Time management is also essential when completing readings, which are just as much a part of the university course. This is where personal tutors can come in handy. The style of reading and the notes taken may differ from A-level, depending on the course. It is natural to feel uncertain. Although individuals may wish to rebel, remembering that there are figures of authority to help can be reassuring. Whether it’s personal tutors, module directors, seminar teachers or older students, individuals are there to provide advice and support.
It’s important to balance hard work and productivity
It’s also necessary therefore to spend time with others. Completing work and revision with other people can work to varying degrees. It depends on the people, location and whether you’re in the mindset for working hard. However, there is no doubt that shared moral support, not least when it comes to a tricky part of the course, is useful and helpful in times of hardship.
Nearer to exam times, attending revision sessions is likely to be an essential part of doing well. Often, this can seem like a form of humiliation and embarrassment, not least when they are in-person. Yet, receiving the necessary help to perform academically successfully is much better than performing poorly because you were worried about asking for help.

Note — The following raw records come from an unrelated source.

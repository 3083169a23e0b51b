// Copyright 2023-2023 CrabNebula Ltd.
// SPDX-License-Identifier: Apache-2.0
// SPDX-License-Identifier: MIT

//! Scans a populated staging directory for ELF binaries and commands,
//! synthesizes `so:*`/`cmd:*` dependency relations, and emits a signed
//! multi-section gzip/tar `.apk` package.
//!
//! This crate implements the package **emission core** only: it expects the
//! caller to have already built and staged a filesystem tree under
//! `<workspace>/melange-out/<pkgname>`. Resolving sources, running build
//! steps, scriptlet execution and package installation are out of scope.
//!
//! ### Library
//!
//! ```no_run
//! use apk_packager::config::{Origin, PackageInputsBuilder};
//!
//! let inputs = PackageInputsBuilder::new(
//!     Origin { name: "hello".into(), version: "1.0".into(), epoch: 0, license: vec!["MIT".into()] },
//!     "hello",
//!     "/tmp/workspace".into(),
//! )
//! .arch("x86_64")
//! .out_dir("/tmp/out".into())
//! .build();
//!
//! let output = apk_packager::package(&inputs)?;
//! println!("wrote {}", output.path.display());
//! # Ok::<(), apk_packager::Error>(())
//! ```
//!
//! #### Feature flags
//!
//! - **`cli`**: enables the `apk-packager` binary and `tracing-subscriber` setup.

#![cfg_attr(doc_cfg, feature(doc_cfg))]
#![deny(missing_docs)]

mod archive;
mod commands;
mod depends;
mod elf;
mod error;
mod package;
mod resolve;
mod staging;
mod util;

#[cfg(feature = "cli")]
#[cfg_attr(doc_cfg, doc(cfg(feature = "cli")))]
pub mod cli;
pub mod config;
pub mod sign;

pub use error::{Error, Result};
pub use package::package;
pub use sign::SigningConfig;

#[cfg(feature = "cli")]
fn parse_log_level(verbose: u8) -> tracing::Level {
    match verbose {
        0 => tracing_subscriber::EnvFilter::builder()
            .from_env_lossy()
            .max_level_hint()
            .and_then(|l| l.into_level())
            .unwrap_or(tracing::Level::INFO),
        1 => tracing::Level::DEBUG,
        2.. => tracing::Level::TRACE,
    }
}

/// Initializes the `tracing` subscriber used by the `cli` binary.
#[cfg(feature = "cli")]
#[cfg_attr(doc_cfg, doc(cfg(feature = "cli")))]
pub fn init_tracing_subscriber(verbosity: u8) {
    let level = parse_log_level(verbosity);
    let debug = level == tracing::Level::DEBUG;
    let trace = level == tracing::Level::TRACE;

    tracing_subscriber::fmt()
        .with_ansi(std::io::IsTerminal::is_terminal(&std::io::stderr()))
        .with_target(debug)
        .with_line_number(trace)
        .with_file(trace)
        .with_max_level(level)
        .compact()
        .init();
}
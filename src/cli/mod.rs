// Copyright 2023-2023 CrabNebula Ltd.
// SPDX-License-Identifier: Apache-2.0
// SPDX-License-Identifier: MIT

//! The cli entry point. Not a build pipeline: it accepts a JSON-encoded
//! [`PackageInputs`] (as the external collaborator would construct
//! in-process) and drives one emission, for manual testing and scripting
//! around an already-staged tree.

#![cfg(feature = "cli")]

use std::path::PathBuf;

use clap::Parser;

use crate::{
    config::PackageInputs,
    sign::SigningConfig,
    Result,
};

#[derive(Parser, Debug)]
#[clap(author, version, about, bin_name("apk-packager"))]
pub(crate) struct Cli {
    /// Enables verbose logging.
    #[clap(short, long, global = true, action = clap::ArgAction::Count)]
    verbose: u8,

    /// Path to a JSON file holding a serialized `PackageInputs`. Reads from
    /// stdin when omitted.
    #[clap(short, long)]
    inputs: Option<PathBuf>,

    /// Load an RSA private key from this path to sign the emitted package.
    #[clap(short = 'k', long, env = "APK_PACKAGER_SIGN_PRIVATE_KEY")]
    private_key: Option<PathBuf>,

    /// The passphrase for the signing private key.
    #[clap(long, env = "APK_PACKAGER_SIGN_PRIVATE_KEY_PASSWORD")]
    password: Option<String>,
}

fn read_inputs(path: Option<&PathBuf>) -> Result<PackageInputs> {
    let json = match path {
        Some(path) => std::fs::read_to_string(path).map_err(|e| crate::Error::IoWithPath(path.clone(), e))?,
        None => std::io::read_to_string(std::io::stdin()).map_err(crate::Error::Io)?,
    };
    Ok(serde_json::from_str(&json)?)
}

#[tracing::instrument(level = "trace", skip(cli))]
fn run_cli(cli: Cli) -> Result<()> {
    let mut inputs = read_inputs(cli.inputs.as_ref())?;

    if let Some(private_key) = cli.private_key {
        let mut signing = SigningConfig::new(private_key);
        if let Some(password) = cli.password {
            signing = signing.with_passphrase(password);
        }
        inputs.signing = Some(signing);
    }

    let output = crate::package(&inputs)?;
    tracing::info!(path = %output.path.display(), datahash = %output.data_hash, "done");
    Ok(())
}

/// Parses arguments and runs the cli. Called from `main.rs`.
pub fn run() -> Result<()> {
    let cli = Cli::parse();
    crate::init_tracing_subscriber(cli.verbose);
    run_cli(cli)
}
// Copyright 2023-2023 CrabNebula Ltd.
// SPDX-License-Identifier: Apache-2.0
// SPDX-License-Identifier: MIT

//! The deterministic tar/gzip writer (spec.md §4.1). Generalizes the
//! teacher's `util::create_tar_from_dir`/`deb::create_tar_from_dir`
//! (`tar::Builder` over a `flate2::GzEncoder`, `HeaderMode::Deterministic`)
//! to: normalized ownership, a configurable source-date-epoch mtime,
//! in-memory entries (for `.PKGINFO`/scriptlets/the signature file, which
//! have no file on disk), and optional per-file PAX checksums.
//!
//! [`write_archive`] always emits exactly one complete gzip member -- never
//! a trailing terminator of its own -- so the control, signature and data
//! sections remain three independently hashable streams right up until
//! [`crate::package::mod`] concatenates them. The one place a trailing
//! empty-member marker is needed (closing out the whole `.apk`) is added by
//! [`append_gzip_terminator`], called once, after the data section's digest
//! has already been captured (spec.md §4.1: "skip-close... allows a later
//! stream to be appended and the concatenation remain a valid gzip file").

use std::io::Write;

use flate2::{write::GzEncoder, Compression};
use sha2::{Digest, Sha256};

use crate::staging::{EntryKind, StagedEntry};

/// Normalized ownership and emission behavior shared by every section writer
/// (spec.md §4.1's enumerated writer configuration).
#[derive(Debug, Clone)]
pub(crate) struct ArchiveOptions {
    pub(crate) source_date_epoch: u64,
    pub(crate) uid: u64,
    pub(crate) gid: u64,
    pub(crate) uname: String,
    pub(crate) gname: String,
    /// Record a SHA-256 checksum of each regular file's content in a PAX
    /// extended header (used for the data section, spec.md §4.8).
    pub(crate) use_checksums: bool,
}

impl ArchiveOptions {
    /// Every section in this emission core uses uid=0/gid=0/root:root
    /// (spec.md §3's "ownership normalization" invariant leaves no room for
    /// overriding this per call, even though the writer itself is generic).
    pub(crate) fn new(source_date_epoch: u64) -> Self {
        Self {
            source_date_epoch,
            uid: 0,
            gid: 0,
            uname: "root".to_string(),
            gname: "root".to_string(),
            use_checksums: false,
        }
    }

    pub(crate) fn use_checksums(mut self, value: bool) -> Self {
        self.use_checksums = value;
        self
    }
}

/// One entry to be written into a section: either a staged filesystem entry
/// or an in-memory file synthesized by the control/signature builders.
pub(crate) enum ArchiveEntry<'a> {
    Staged(&'a StagedEntry),
    InMemory {
        rel_path: &'a str,
        mode: u32,
        content: &'a [u8],
    },
}

fn base_header(opts: &ArchiveOptions, mode: u32) -> tar::Header {
    let mut header = tar::Header::new_gnu();
    header.set_mode(mode);
    header.set_uid(opts.uid);
    header.set_gid(opts.gid);
    header.set_username(&opts.uname).ok();
    header.set_groupname(&opts.gname).ok();
    header.set_mtime(opts.source_date_epoch);
    header
}

/// Writes `entries` as a gzip-wrapped tar stream to `sink`, in the order
/// given (callers are responsible for the lexicographic ordering required by
/// spec.md §4.1). Returns the sink so the caller can rewind/reuse it.
pub(crate) fn write_archive<W: Write>(
    entries: &[ArchiveEntry<'_>],
    sink: W,
    opts: &ArchiveOptions,
) -> crate::Result<W> {
    let encoder = GzEncoder::new(sink, Compression::default());
    let mut builder = tar::Builder::new(encoder);
    builder.follow_symlinks(false);

    for entry in entries {
        match entry {
            ArchiveEntry::Staged(staged) => write_staged_entry(&mut builder, staged, opts)?,
            ArchiveEntry::InMemory {
                rel_path,
                mode,
                content,
            } => {
                let mut header = base_header(opts, *mode);
                header.set_entry_type(tar::EntryType::Regular);
                header.set_size(content.len() as u64);
                header.set_cksum();
                builder.append_data(&mut header, rel_path, *content)?;
            }
        }
    }

    let encoder = builder.into_inner()?;
    let sink = encoder.finish()?;
    Ok(sink)
}

/// Appends an empty gzip member to `sink`, marking the true end of the
/// `.apk` file once every section has been concatenated (spec.md §4.1, §4.8:
/// the data section is the last member of an unsigned package, and signed
/// packages still end with the data section). Call this only after any
/// digest over `sink`'s prior contents has already been captured -- the
/// terminator itself is not part of `datahash`.
pub(crate) fn append_gzip_terminator<W: Write>(mut sink: W) -> crate::Result<W> {
    GzEncoder::new(&mut sink, Compression::default()).finish()?;
    Ok(sink)
}

fn write_staged_entry<W: Write>(
    builder: &mut tar::Builder<W>,
    entry: &StagedEntry,
    opts: &ArchiveOptions,
) -> crate::Result<()> {
    let mut header = base_header(opts, entry.mode);

    match entry.kind {
        EntryKind::Dir => {
            header.set_entry_type(tar::EntryType::Directory);
            header.set_size(0);
            header.set_cksum();
            let mut name = entry.rel_path.clone();
            if !name.ends_with('/') {
                name.push('/');
            }
            builder.append_data(&mut header, name, std::io::empty())?;
        }
        EntryKind::Symlink => {
            header.set_entry_type(tar::EntryType::Symlink);
            header.set_size(0);
            let target = entry.link_target.clone().unwrap_or_default();
            header.set_link_name(&target)?;
            header.set_cksum();
            builder.append_data(&mut header, &entry.rel_path, std::io::empty())?;
        }
        EntryKind::File => {
            let content =
                std::fs::read(&entry.abs_path).map_err(|e| crate::Error::IoWithPath(entry.abs_path.clone(), e))?;

            if opts.use_checksums {
                let digest = hex::encode(Sha256::digest(&content));
                builder.append_pax_extensions(vec![("APK.SHA256", digest.as_bytes())])?;
            }

            header.set_entry_type(tar::EntryType::Regular);
            header.set_size(content.len() as u64);
            header.set_cksum();
            builder.append_data(&mut header, &entry.rel_path, content.as_slice())?;
        }
    }

    Ok(())
}
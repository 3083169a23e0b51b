// Copyright 2023-2023 CrabNebula Ltd.
// SPDX-License-Identifier: Apache-2.0
// SPDX-License-Identifier: MIT

//! The command-provider scanner (C4, spec.md §4.3): records `cmd:*=VER`
//! provides for executables staged under the conventional bin directories.

use crate::{
    config::{command_dir_prefixes, Options},
    elf::GeneratedDependencies,
    staging::StagingView,
};

/// Runs C4 over the whole staging view, appending `cmd:<basename>=<version>`
/// entries to `deps.provides` for every executable under `bin/`, `sbin/`,
/// `usr/bin/` or `usr/sbin/`. Suppressed entirely when `no_commands` is set.
pub(crate) fn scan(
    view: &StagingView,
    version: &str,
    options: &Options,
    deps: &mut GeneratedDependencies,
) -> crate::Result<()> {
    if options.no_commands {
        return Ok(());
    }

    for entry in view.entries()? {
        if !entry.is_executable() {
            continue;
        }
        if command_dir_prefixes()
            .iter()
            .any(|prefix| entry.rel_path.starts_with(prefix))
        {
            deps.provides
                .push(format!("cmd:{}={version}", entry.basename()));
        }
    }

    Ok(())
}

#[cfg(test)]
mod tests {
    use super::*;
    use std::fs;
    use std::os::unix::fs::PermissionsExt;

    #[test]
    fn records_command_provider() {
        let dir = tempfile::tempdir().unwrap();
        fs::create_dir_all(dir.path().join("usr/bin")).unwrap();
        let bin = dir.path().join("usr/bin/hello");
        fs::write(&bin, b"elf-bytes").unwrap();
        fs::set_permissions(&bin, fs::Permissions::from_mode(0o755)).unwrap();

        let view = crate::staging::StagingView::new(dir.path().to_path_buf()).unwrap();
        let mut deps = GeneratedDependencies::default();
        scan(&view, "1.0-r0", &Options::default(), &mut deps).unwrap();

        assert_eq!(deps.provides, vec!["cmd:hello=1.0-r0".to_string()]);
    }

    #[test]
    fn no_commands_suppresses_scanning() {
        let dir = tempfile::tempdir().unwrap();
        fs::create_dir_all(dir.path().join("usr/bin")).unwrap();
        let bin = dir.path().join("usr/bin/hello");
        fs::write(&bin, b"elf-bytes").unwrap();
        fs::set_permissions(&bin, fs::Permissions::from_mode(0o755)).unwrap();

        let view = crate::staging::StagingView::new(dir.path().to_path_buf()).unwrap();
        let mut deps = GeneratedDependencies::default();
        let options = Options {
            no_commands: true,
            ..Default::default()
        };
        scan(&view, "1.0-r0", &options, &mut deps).unwrap();

        assert!(deps.provides.is_empty());
    }
}
//! Records produced by the backend's LLM endpoints.

use serde::{Deserialize, Serialize};

use super::backlog::BacklogItem;
use crate::types::{BacklogItemId, BacklogItemType, Complexity, TeamId};

/// Request to analyse a single backlog item.
#[derive(Debug, Clone, PartialEq, Eq, Serialize, Deserialize)]
pub struct AnalyzeBacklogRequest {
    pub title: String,
    pub description: String,
    pub item_type: BacklogItemType,
}

/// LLM assessment of a backlog item.
#[derive(Debug, Clone, PartialEq, Serialize, Deserialize)]
pub struct BacklogAnalysis {
    /// 0.0 to 1.0
    pub clarity_score: f64,
    #[serde(default)]
    pub suggested_improvements: Vec<String>,
    pub estimated_complexity: Complexity,
    #[serde(default)]
    pub potential_risks: Vec<String>,
    #[serde(default)]
    pub acceptance_criteria_suggestions: Vec<String>,
}

/// Request for a sprint plan suggestion.
#[derive(Debug, Clone, PartialEq, Serialize, Deserialize)]
pub struct SprintPlanRequest {
    pub team_id: TeamId,
    pub backlog_items: Vec<BacklogItem>,
    pub team_velocity: f64,
    pub capacity_days: f64,
    #[serde(default)]
    pub sprint_goal_context: String,
}

/// LLM-recommended sprint composition.
#[derive(Debug, Clone, PartialEq, Serialize, Deserialize)]
pub struct SprintPlanSuggestion {
    #[serde(default)]
    pub recommended_items: Vec<BacklogItemId>,
    pub total_story_points: u32,
    pub sprint_goal: String,
    #[serde(default)]
    pub risks: Vec<String>,
    /// Percentage of capacity used by the recommendation.
    pub capacity_utilization: f64,
}

/// A question for the assistant chat.
#[derive(Debug, Clone, PartialEq, Serialize, Deserialize)]
pub struct AiChatRequest {
    pub message: String,
    #[serde(default, skip_serializing_if = "Option::is_none")]
    pub context: Option<serde_json::Value>,
}

/// Assistant chat answer.
#[derive(Debug, Clone, PartialEq, Eq, Serialize, Deserialize)]
pub struct AiChatReply {
    pub response: String,
    /// Topic the backend classified the question under (standup, backlog, sprint, general).
    #[serde(default)]
    pub category: Option<String>,
    #[serde(default)]
    pub timestamp: Option<String>,
}

#[cfg(test)]
mod tests {
    use super::*;

    #[test]
    fn test_backlog_analysis_shape() {
        let analysis: BacklogAnalysis = serde_json::from_str(
            r#"{
                "clarity_score": 0.5,
                "suggested_improvements": ["Unable to analyze - please review manually"],
                "estimated_complexity": "M",
                "potential_risks": ["Analysis failed"],
                "acceptance_criteria_suggestions": []
            }"#,
        )
        .expect("deserialize");

        assert_eq!(analysis.estimated_complexity, Complexity::M);
        assert_eq!(analysis.potential_risks, vec!["Analysis failed".to_string()]);
    }

    #[test]
    fn test_sprint_plan_suggestion_shape() {
        let plan: SprintPlanSuggestion = serde_json::from_str(
            r#"{
                "recommended_items": [1, 2, 5],
                "total_story_points": 21,
                "sprint_goal": "Complete checkout flow",
                "risks": [],
                "capacity_utilization": 87.5
            }"#,
        )
        .expect("deserialize");

        assert_eq!(plan.recommended_items.len(), 3);
        assert_eq!(plan.total_story_points, 21);
    }
}
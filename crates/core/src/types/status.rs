//! Status enums for various entities.
//!
//! Wire names match the backend's lowercase `snake_case` strings.

use serde::{Deserialize, Serialize};

/// Project lifecycle status.
#[derive(Debug, Clone, Copy, PartialEq, Eq, Hash, Serialize, Deserialize, Default)]
#[serde(rename_all = "snake_case")]
pub enum ProjectStatus {
    #[default]
    Active,
    OnHold,
    Completed,
    Archived,
}

/// Sprint lifecycle status.
#[derive(Debug, Clone, Copy, PartialEq, Eq, Hash, Serialize, Deserialize, Default)]
#[serde(rename_all = "snake_case")]
pub enum SprintStatus {
    #[default]
    Planned,
    Active,
    Completed,
    Cancelled,
}

/// Kind of backlog item.
#[derive(Debug, Clone, Copy, PartialEq, Eq, Hash, Serialize, Deserialize, Default)]
#[serde(rename_all = "snake_case")]
pub enum BacklogItemType {
    #[default]
    Story,
    Bug,
    Task,
    Epic,
    Spike,
}

impl BacklogItemType {
    /// Wire name of the item type.
    #[must_use]
    pub const fn as_str(&self) -> &'static str {
        match self {
            Self::Story => "story",
            Self::Bug => "bug",
            Self::Task => "task",
            Self::Epic => "epic",
            Self::Spike => "spike",
        }
    }
}

impl std::fmt::Display for BacklogItemType {
    fn fmt(&self, f: &mut std::fmt::Formatter<'_>) -> std::fmt::Result {
        f.write_str(self.as_str())
    }
}

impl std::str::FromStr for BacklogItemType {
    type Err = String;

    fn from_str(s: &str) -> Result<Self, Self::Err> {
        match s {
            "story" => Ok(Self::Story),
            "bug" => Ok(Self::Bug),
            "task" => Ok(Self::Task),
            "epic" => Ok(Self::Epic),
            "spike" => Ok(Self::Spike),
            _ => Err(format!("invalid backlog item type: {s}")),
        }
    }
}

/// Backlog item priority.
#[derive(Debug, Clone, Copy, PartialEq, Eq, Hash, Serialize, Deserialize, Default)]
#[serde(rename_all = "snake_case")]
pub enum Priority {
    Critical,
    High,
    #[default]
    Medium,
    Low,
}

impl Priority {
    /// Wire name of the priority.
    #[must_use]
    pub const fn as_str(&self) -> &'static str {
        match self {
            Self::Critical => "critical",
            Self::High => "high",
            Self::Medium => "medium",
            Self::Low => "low",
        }
    }
}

impl std::fmt::Display for Priority {
    fn fmt(&self, f: &mut std::fmt::Formatter<'_>) -> std::fmt::Result {
        f.write_str(self.as_str())
    }
}

impl std::str::FromStr for Priority {
    type Err = String;

    fn from_str(s: &str) -> Result<Self, Self::Err> {
        match s {
            "critical" => Ok(Self::Critical),
            "high" => Ok(Self::High),
            "medium" => Ok(Self::Medium),
            "low" => Ok(Self::Low),
            _ => Err(format!("invalid priority: {s}")),
        }
    }
}

/// Workflow status of a backlog item.
#[derive(Debug, Clone, Copy, PartialEq, Eq, Hash, Serialize, Deserialize, Default)]
#[serde(rename_all = "snake_case")]
pub enum BacklogStatus {
    #[default]
    Todo,
    InProgress,
    Review,
    Done,
    Blocked,
}

impl BacklogStatus {
    /// Wire name of the status.
    #[must_use]
    pub const fn as_str(&self) -> &'static str {
        match self {
            Self::Todo => "todo",
            Self::InProgress => "in_progress",
            Self::Review => "review",
            Self::Done => "done",
            Self::Blocked => "blocked",
        }
    }
}

impl std::fmt::Display for BacklogStatus {
    fn fmt(&self, f: &mut std::fmt::Formatter<'_>) -> std::fmt::Result {
        f.write_str(self.as_str())
    }
}

impl std::str::FromStr for BacklogStatus {
    type Err = String;

    fn from_str(s: &str) -> Result<Self, Self::Err> {
        match s {
            "todo" => Ok(Self::Todo),
            "in_progress" => Ok(Self::InProgress),
            "review" => Ok(Self::Review),
            "done" => Ok(Self::Done),
            "blocked" => Ok(Self::Blocked),
            _ => Err(format!("invalid backlog status: {s}")),
        }
    }
}

/// Where a standup entry came from.
#[derive(Debug, Clone, Copy, PartialEq, Eq, Hash, Serialize, Deserialize, Default)]
#[serde(rename_all = "snake_case")]
pub enum StandupSource {
    #[default]
    Manual,
    Slack,
    WebForm,
    AiDetected,
}

/// Review/publication state of a generated standup summary.
#[derive(Debug, Clone, Copy, PartialEq, Eq, Hash, Serialize, Deserialize, Default)]
#[serde(rename_all = "snake_case")]
pub enum SummaryStatus {
    #[default]
    Generated,
    Reviewed,
    Published,
    Archived,
}

/// Overall mood the LLM reads from a standup.
#[derive(Debug, Clone, Copy, PartialEq, Eq, Hash, Serialize, Deserialize, Default)]
#[serde(rename_all = "snake_case")]
pub enum TeamSentiment {
    Positive,
    #[default]
    Neutral,
    Concerned,
}

/// T-shirt size complexity estimate.
#[derive(Debug, Clone, Copy, PartialEq, Eq, Hash, Serialize, Deserialize, Default)]
#[serde(rename_all = "UPPERCASE")]
pub enum Complexity {
    Xs,
    S,
    #[default]
    M,
    L,
    Xl,
}

/// Direction of team velocity over recent sprints.
#[derive(Debug, Clone, Copy, PartialEq, Eq, Hash, Serialize, Deserialize, Default)]
#[serde(rename_all = "snake_case")]
pub enum VelocityTrend {
    Improving,
    #[default]
    Stable,
    Declining,
}
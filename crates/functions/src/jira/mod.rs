//! Jira Cloud REST API v3 integration.

mod client;
mod error;
mod types;

pub use client::JiraClient;
pub use error::JiraError;
pub use types::{CreatedIssue, JiraUser, NewIssue, adf_document};
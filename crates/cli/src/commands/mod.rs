//! Subcommand implementations.
//!
//! Each module owns one backend resource: its clap subcommand enum and a
//! `run` function that calls the matching resource client.

use std::io::{Read, Write};

use serde::Serialize;
use thiserror::Error;

use scrum_master_client::{ApiClient, ApiError, ClientConfig, ConfigError, Session};
use scrum_master_core::parse_standup_message;

pub mod agents;
pub mod ai;
pub mod analytics;
pub mod backlog;
pub mod jira;
pub mod sprints;
pub mod standups;
pub mod teams;

/// Environment variable holding the bearer token.
pub const TOKEN_ENV: &str = "SCRUM_API_TOKEN";

/// Errors that can occur while running a command.
#[derive(Debug, Error)]
pub enum CommandError {
    /// Client configuration is invalid.
    #[error("Configuration error: {0}")]
    Config(#[from] ConfigError),

    /// The backend rejected or failed the request.
    #[error("{0}")]
    Api(#[from] ApiError),

    /// Writing output or reading input failed.
    #[error("I/O error: {0}")]
    Io(#[from] std::io::Error),

    /// Output could not be serialized.
    #[error("Serialization error: {0}")]
    Json(#[from] serde_json::Error),

    /// A command argument is invalid.
    #[error("Invalid argument: {0}")]
    InvalidArgument(String),
}

/// Build the API client from the environment, with an optional base URL
/// override. The session is authenticated when `SCRUM_API_TOKEN` is set.
pub fn connect(api_url: Option<&str>) -> Result<ApiClient, CommandError> {
    let config = match api_url {
        Some(url) => ClientConfig::with_base_url(url)?,
        None => ClientConfig::from_env()?,
    };

    let session = std::env::var(TOKEN_ENV)
        .ok()
        .filter(|t| !t.trim().is_empty())
        .map_or_else(Session::anonymous, Session::with_token);

    if !session.is_authenticated() {
        tracing::debug!("{TOKEN_ENV} not set, sending anonymous requests");
    }

    Ok(ApiClient::new(&config, session)?)
}

/// Write `value` to stdout as pretty JSON.
pub fn print_json<T: Serialize>(value: &T) -> Result<(), CommandError> {
    let mut stdout = std::io::stdout().lock();
    serde_json::to_writer_pretty(&mut stdout, value)?;
    writeln!(stdout)?;
    Ok(())
}

/// Parse a standup message given as an argument or on stdin.
pub fn parse_standup(message: Option<String>) -> Result<(), CommandError> {
    let message = match message {
        Some(message) => message,
        None => {
            let mut buf = String::new();
            std::io::stdin().read_to_string(&mut buf)?;
            buf
        }
    };

    if message.trim().is_empty() {
        return Err(CommandError::InvalidArgument(
            "standup message is empty".to_string(),
        ));
    }

    print_json(&parse_standup_message(&message))
}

It’s important to balance hard work and productivity, both of which are desirable, with spending time away from learning. Whether it’s watching a good TV series, attending a society event or going out for an evening with friends, enjoying time away from learning means someone is far more likely to come back to their computer with a refreshed mindset. Working all the time means you won’t be productive. Academia is deeply important, but things won’t go to plan if that’s all you spend your time on.